_Exercise:_ In the data below, one line contains "# Configuration Management" and a later one contains "key is deliberately". Print both, with every line between them, exactly and alone.

Records from a data source
────────────────

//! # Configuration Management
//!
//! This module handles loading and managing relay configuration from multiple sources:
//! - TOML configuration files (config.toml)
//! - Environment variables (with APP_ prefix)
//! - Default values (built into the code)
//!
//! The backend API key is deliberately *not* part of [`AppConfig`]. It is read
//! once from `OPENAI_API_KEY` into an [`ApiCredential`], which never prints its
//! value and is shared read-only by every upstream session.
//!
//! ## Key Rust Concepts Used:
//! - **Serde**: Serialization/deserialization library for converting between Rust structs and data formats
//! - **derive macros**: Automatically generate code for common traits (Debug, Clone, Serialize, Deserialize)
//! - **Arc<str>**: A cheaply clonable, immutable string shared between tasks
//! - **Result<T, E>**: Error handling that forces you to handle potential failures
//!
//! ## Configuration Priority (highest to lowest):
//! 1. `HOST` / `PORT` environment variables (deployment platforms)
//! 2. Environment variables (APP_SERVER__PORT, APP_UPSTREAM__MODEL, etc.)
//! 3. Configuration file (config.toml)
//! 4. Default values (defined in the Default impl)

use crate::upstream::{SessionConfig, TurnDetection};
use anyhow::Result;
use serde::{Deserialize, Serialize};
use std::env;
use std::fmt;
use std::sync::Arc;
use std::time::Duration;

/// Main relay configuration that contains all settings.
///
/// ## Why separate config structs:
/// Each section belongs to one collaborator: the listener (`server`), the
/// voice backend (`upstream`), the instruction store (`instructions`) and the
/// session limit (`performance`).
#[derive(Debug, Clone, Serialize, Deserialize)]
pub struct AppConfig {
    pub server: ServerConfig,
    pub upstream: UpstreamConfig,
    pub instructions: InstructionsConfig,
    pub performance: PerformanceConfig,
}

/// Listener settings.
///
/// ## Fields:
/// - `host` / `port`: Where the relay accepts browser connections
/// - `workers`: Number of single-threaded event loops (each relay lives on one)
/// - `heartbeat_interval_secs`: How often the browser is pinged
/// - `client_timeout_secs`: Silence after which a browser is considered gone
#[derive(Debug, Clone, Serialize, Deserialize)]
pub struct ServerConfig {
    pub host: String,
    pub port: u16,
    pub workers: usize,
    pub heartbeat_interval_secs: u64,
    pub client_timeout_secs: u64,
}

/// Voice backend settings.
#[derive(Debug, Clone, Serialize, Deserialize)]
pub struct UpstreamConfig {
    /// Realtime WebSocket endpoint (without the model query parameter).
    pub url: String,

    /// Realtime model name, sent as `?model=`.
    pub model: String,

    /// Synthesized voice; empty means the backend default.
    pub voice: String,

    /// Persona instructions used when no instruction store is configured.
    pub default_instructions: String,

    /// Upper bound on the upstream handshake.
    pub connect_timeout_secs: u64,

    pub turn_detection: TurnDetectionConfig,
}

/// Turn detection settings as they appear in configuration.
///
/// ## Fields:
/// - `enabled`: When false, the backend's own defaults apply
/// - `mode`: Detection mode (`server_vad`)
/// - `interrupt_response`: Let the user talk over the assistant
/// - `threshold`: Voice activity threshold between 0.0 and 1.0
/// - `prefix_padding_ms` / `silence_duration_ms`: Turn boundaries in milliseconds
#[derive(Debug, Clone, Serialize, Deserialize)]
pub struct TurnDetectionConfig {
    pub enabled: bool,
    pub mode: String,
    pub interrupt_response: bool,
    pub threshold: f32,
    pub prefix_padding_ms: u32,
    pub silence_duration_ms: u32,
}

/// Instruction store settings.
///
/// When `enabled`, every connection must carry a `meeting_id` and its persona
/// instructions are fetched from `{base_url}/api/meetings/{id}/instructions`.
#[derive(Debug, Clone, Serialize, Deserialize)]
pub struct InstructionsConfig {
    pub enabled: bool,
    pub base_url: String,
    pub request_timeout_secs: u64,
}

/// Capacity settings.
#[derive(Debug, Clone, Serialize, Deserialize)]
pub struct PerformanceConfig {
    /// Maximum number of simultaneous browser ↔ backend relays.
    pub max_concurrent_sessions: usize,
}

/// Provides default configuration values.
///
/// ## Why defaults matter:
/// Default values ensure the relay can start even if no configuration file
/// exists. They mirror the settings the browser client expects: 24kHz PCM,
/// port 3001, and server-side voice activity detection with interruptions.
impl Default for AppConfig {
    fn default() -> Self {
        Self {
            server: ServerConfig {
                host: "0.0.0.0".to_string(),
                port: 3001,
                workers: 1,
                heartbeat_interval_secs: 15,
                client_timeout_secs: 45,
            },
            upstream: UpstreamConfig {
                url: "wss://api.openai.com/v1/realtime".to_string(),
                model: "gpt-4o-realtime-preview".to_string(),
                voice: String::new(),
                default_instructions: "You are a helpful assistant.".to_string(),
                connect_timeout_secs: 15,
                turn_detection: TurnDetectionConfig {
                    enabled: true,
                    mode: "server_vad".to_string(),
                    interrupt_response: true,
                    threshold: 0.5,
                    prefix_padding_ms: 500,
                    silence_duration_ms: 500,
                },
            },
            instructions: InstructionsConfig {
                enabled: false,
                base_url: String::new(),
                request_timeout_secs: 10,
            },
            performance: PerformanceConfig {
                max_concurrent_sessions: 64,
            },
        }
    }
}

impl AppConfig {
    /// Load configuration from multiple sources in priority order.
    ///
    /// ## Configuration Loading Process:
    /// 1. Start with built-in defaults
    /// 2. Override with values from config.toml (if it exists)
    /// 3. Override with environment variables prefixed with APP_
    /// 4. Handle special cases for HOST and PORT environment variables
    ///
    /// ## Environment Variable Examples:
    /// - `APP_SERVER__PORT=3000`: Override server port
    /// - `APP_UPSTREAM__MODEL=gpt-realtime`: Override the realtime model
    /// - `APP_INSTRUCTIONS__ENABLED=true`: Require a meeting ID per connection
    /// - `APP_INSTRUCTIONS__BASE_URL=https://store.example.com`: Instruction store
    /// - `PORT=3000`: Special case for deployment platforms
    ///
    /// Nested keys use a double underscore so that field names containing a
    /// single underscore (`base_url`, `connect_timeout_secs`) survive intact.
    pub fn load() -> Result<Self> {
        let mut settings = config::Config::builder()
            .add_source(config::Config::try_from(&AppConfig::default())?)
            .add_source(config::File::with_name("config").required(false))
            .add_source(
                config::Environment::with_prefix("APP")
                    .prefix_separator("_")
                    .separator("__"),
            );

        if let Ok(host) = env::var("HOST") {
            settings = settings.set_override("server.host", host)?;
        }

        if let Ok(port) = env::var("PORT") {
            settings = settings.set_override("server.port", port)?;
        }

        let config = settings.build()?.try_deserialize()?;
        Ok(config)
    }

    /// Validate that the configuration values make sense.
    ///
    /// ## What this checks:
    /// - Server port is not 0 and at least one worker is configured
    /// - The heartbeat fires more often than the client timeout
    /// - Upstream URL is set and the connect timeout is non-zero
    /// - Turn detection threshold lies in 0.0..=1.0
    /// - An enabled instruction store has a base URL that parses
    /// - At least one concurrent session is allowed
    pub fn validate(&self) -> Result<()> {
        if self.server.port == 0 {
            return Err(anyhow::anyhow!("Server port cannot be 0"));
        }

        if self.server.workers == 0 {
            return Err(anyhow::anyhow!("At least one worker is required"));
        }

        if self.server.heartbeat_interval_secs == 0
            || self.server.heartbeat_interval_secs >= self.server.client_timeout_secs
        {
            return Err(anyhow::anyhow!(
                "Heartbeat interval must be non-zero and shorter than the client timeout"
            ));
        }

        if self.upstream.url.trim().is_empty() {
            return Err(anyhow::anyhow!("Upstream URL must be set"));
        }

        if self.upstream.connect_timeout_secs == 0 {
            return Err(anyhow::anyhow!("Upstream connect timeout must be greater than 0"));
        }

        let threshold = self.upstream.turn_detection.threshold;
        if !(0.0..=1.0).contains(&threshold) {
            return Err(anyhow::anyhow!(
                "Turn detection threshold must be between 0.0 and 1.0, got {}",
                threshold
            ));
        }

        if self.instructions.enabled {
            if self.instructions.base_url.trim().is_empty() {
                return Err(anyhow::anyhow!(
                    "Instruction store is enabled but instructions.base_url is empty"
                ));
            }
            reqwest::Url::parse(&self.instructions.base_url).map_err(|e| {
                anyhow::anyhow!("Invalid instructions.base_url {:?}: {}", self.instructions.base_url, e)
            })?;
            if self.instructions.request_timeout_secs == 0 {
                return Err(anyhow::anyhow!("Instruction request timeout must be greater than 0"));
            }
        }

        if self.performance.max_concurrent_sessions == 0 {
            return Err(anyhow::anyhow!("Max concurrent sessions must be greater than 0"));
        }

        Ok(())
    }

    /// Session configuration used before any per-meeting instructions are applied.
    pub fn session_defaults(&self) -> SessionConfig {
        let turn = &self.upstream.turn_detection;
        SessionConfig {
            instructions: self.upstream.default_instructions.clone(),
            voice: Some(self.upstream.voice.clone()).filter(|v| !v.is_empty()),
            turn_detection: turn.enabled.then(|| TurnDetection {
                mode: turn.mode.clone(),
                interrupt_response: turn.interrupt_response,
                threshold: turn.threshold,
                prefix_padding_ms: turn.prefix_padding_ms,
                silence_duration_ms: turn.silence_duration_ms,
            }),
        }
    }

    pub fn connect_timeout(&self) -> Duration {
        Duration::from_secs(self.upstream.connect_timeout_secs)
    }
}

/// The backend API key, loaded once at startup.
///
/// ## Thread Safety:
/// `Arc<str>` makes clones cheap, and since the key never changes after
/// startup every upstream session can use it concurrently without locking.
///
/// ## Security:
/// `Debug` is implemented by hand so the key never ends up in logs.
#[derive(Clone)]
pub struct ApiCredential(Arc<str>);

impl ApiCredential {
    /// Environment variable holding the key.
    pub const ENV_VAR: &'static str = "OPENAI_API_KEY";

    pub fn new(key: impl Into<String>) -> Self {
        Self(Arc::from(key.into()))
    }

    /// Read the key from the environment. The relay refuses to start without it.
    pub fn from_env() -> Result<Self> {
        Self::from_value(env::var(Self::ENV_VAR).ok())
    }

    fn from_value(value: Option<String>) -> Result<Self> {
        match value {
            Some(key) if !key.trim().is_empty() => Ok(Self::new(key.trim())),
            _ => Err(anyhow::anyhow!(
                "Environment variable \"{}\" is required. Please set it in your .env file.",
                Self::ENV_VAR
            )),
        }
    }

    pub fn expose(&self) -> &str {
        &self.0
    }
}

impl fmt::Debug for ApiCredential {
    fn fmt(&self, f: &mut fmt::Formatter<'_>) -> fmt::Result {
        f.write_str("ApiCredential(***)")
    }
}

────────────────

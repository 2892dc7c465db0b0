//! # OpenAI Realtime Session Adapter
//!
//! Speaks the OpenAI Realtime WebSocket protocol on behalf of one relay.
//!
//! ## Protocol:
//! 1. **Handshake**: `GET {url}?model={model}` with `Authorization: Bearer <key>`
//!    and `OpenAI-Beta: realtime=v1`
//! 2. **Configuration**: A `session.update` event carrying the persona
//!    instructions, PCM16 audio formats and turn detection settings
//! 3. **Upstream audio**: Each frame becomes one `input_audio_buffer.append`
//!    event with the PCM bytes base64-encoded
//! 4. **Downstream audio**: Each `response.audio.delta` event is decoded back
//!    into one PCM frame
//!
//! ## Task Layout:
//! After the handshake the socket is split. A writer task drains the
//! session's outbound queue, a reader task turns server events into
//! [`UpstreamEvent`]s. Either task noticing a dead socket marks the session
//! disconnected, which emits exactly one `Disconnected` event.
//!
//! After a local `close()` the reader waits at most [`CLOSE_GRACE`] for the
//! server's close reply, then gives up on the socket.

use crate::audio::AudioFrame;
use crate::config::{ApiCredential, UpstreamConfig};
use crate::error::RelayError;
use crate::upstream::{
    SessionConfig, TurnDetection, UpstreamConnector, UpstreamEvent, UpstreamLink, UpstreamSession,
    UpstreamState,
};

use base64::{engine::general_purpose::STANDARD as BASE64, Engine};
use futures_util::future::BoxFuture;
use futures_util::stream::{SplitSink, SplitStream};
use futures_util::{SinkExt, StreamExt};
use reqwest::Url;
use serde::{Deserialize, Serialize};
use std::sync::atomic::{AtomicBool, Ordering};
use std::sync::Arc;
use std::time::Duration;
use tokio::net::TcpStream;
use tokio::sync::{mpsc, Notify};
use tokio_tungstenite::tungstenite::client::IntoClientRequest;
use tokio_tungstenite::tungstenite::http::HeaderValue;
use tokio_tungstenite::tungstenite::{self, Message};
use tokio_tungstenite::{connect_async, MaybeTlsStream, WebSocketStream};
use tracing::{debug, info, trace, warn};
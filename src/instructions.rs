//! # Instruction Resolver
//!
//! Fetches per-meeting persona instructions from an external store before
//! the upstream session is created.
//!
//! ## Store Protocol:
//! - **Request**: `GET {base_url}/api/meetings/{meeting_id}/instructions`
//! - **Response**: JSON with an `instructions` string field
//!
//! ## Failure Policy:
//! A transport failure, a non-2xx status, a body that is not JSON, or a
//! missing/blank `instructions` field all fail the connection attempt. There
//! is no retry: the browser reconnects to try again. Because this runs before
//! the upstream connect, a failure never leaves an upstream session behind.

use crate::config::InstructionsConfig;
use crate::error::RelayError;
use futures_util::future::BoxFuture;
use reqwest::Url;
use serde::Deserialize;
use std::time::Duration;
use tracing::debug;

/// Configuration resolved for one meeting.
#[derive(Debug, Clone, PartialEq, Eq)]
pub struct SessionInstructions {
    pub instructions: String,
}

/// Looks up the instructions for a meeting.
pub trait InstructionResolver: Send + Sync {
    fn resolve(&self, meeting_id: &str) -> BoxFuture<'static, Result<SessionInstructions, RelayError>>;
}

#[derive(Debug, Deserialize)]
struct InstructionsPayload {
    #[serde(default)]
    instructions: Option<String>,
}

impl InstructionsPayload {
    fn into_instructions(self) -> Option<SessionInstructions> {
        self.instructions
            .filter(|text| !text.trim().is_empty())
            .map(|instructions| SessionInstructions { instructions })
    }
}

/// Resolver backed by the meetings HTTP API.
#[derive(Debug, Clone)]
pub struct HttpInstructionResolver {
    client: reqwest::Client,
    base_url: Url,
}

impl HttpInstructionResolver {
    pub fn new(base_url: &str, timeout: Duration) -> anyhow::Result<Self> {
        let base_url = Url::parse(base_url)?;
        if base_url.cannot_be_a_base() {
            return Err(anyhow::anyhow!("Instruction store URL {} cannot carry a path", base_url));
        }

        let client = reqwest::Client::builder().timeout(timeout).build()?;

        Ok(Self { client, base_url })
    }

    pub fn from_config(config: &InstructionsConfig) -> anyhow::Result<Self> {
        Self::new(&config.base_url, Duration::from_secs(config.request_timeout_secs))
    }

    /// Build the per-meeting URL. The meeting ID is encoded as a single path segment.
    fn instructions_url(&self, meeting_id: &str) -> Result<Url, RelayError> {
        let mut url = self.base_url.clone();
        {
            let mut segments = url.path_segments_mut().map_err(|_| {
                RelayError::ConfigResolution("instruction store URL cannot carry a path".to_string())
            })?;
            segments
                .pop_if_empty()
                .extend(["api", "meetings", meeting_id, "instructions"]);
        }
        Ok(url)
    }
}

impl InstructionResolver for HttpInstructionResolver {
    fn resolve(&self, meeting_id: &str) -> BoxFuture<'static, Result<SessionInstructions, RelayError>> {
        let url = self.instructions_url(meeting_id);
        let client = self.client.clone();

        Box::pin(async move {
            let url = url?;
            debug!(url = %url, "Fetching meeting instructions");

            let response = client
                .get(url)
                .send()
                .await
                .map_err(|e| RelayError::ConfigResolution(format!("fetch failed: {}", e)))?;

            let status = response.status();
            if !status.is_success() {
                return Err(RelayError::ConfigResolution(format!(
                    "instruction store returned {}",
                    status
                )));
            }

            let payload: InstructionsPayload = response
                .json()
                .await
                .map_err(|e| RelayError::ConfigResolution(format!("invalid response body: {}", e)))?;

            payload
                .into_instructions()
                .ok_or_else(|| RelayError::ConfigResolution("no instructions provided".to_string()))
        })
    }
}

────────────────

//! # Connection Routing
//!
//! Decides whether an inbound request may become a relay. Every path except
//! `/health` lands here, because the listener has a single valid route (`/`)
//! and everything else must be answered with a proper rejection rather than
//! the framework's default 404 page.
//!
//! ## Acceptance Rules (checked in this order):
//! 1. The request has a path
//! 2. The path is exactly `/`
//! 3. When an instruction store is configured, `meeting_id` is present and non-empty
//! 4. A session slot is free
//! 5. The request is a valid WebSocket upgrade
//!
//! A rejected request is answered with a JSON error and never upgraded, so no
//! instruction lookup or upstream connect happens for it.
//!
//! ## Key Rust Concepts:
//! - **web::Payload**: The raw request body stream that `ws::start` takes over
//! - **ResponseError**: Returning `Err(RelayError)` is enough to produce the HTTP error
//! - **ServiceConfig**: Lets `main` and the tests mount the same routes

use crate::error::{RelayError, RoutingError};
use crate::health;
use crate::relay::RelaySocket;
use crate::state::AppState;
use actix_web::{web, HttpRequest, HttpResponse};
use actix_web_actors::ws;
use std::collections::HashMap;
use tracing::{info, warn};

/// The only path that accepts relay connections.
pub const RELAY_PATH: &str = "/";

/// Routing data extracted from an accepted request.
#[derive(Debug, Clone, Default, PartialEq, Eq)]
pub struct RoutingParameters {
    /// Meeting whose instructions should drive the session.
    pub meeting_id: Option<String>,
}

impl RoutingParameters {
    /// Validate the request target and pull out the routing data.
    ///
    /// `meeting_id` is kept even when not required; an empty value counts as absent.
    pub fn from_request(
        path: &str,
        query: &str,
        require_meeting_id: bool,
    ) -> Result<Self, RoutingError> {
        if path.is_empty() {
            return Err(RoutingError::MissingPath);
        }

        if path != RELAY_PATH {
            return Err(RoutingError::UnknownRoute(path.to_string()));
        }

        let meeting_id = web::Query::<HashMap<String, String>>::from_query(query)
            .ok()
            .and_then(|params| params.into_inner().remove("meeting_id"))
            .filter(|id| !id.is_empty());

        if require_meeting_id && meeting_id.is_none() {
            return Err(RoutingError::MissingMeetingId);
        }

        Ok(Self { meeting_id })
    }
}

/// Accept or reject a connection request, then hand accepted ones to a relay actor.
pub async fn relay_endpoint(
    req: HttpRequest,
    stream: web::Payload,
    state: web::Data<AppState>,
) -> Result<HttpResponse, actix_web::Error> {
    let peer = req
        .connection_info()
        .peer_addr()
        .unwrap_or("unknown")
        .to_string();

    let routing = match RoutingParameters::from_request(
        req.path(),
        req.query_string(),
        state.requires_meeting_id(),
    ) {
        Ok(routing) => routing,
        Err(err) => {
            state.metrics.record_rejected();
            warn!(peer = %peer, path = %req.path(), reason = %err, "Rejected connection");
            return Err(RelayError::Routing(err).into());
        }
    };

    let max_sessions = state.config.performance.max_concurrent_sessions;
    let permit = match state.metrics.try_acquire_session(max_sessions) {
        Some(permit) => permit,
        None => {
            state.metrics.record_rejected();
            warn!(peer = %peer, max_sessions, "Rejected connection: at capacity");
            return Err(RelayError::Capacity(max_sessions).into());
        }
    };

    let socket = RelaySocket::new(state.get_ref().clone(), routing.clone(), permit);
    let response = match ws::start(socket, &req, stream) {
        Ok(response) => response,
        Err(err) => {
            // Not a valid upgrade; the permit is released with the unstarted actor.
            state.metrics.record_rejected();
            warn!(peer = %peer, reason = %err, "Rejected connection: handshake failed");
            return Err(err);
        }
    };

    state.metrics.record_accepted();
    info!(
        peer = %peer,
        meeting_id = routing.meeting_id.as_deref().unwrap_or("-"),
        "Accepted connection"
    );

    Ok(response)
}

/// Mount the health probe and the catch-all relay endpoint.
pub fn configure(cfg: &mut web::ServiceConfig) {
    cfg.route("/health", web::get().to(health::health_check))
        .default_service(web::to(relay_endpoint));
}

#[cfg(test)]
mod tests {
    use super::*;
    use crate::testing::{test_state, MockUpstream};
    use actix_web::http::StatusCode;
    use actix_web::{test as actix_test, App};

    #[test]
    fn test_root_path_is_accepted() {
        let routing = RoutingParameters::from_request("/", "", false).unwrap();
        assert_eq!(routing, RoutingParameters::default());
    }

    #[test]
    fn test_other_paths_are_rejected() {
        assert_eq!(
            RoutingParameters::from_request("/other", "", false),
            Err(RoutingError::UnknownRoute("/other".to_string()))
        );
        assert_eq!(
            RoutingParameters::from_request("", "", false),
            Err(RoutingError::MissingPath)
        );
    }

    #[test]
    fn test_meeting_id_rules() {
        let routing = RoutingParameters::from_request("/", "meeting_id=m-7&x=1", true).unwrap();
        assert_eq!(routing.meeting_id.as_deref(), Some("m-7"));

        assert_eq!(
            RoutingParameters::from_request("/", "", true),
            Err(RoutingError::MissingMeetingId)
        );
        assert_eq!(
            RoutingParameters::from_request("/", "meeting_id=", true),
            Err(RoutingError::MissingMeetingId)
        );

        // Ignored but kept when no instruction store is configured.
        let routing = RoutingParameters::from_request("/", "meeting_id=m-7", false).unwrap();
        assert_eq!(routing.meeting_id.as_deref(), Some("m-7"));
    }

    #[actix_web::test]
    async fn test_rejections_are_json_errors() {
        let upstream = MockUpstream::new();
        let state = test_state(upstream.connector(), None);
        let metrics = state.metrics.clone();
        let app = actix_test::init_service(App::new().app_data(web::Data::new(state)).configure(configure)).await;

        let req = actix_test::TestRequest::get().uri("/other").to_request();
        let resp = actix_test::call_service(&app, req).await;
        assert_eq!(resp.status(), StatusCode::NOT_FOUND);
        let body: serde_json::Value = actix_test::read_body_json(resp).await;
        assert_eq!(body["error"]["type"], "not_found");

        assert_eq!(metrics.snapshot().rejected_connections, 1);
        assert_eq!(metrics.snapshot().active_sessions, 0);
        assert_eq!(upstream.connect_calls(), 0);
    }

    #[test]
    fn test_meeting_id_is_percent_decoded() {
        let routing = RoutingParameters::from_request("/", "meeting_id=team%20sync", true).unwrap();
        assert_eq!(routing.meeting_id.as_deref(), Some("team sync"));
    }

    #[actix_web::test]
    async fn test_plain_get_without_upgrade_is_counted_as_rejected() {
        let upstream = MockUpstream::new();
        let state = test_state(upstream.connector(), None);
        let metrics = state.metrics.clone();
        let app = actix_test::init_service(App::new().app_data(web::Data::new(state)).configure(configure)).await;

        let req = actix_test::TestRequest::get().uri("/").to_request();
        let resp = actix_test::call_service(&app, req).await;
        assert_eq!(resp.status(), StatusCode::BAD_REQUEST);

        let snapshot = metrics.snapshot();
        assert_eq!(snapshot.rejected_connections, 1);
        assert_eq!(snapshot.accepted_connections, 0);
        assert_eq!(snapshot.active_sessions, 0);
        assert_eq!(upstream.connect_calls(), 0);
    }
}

────────────────

_Worked solution:_
//! # Configuration Management
//!
//! This module handles loading and managing relay configuration from multiple sources:
//! - TOML configuration files (config.toml)
//! - Environment variables (with APP_ prefix)
//! - Default values (built into the code)
//!
//! The backend API key is deliberately *not* part of [`AppConfig`]. It is read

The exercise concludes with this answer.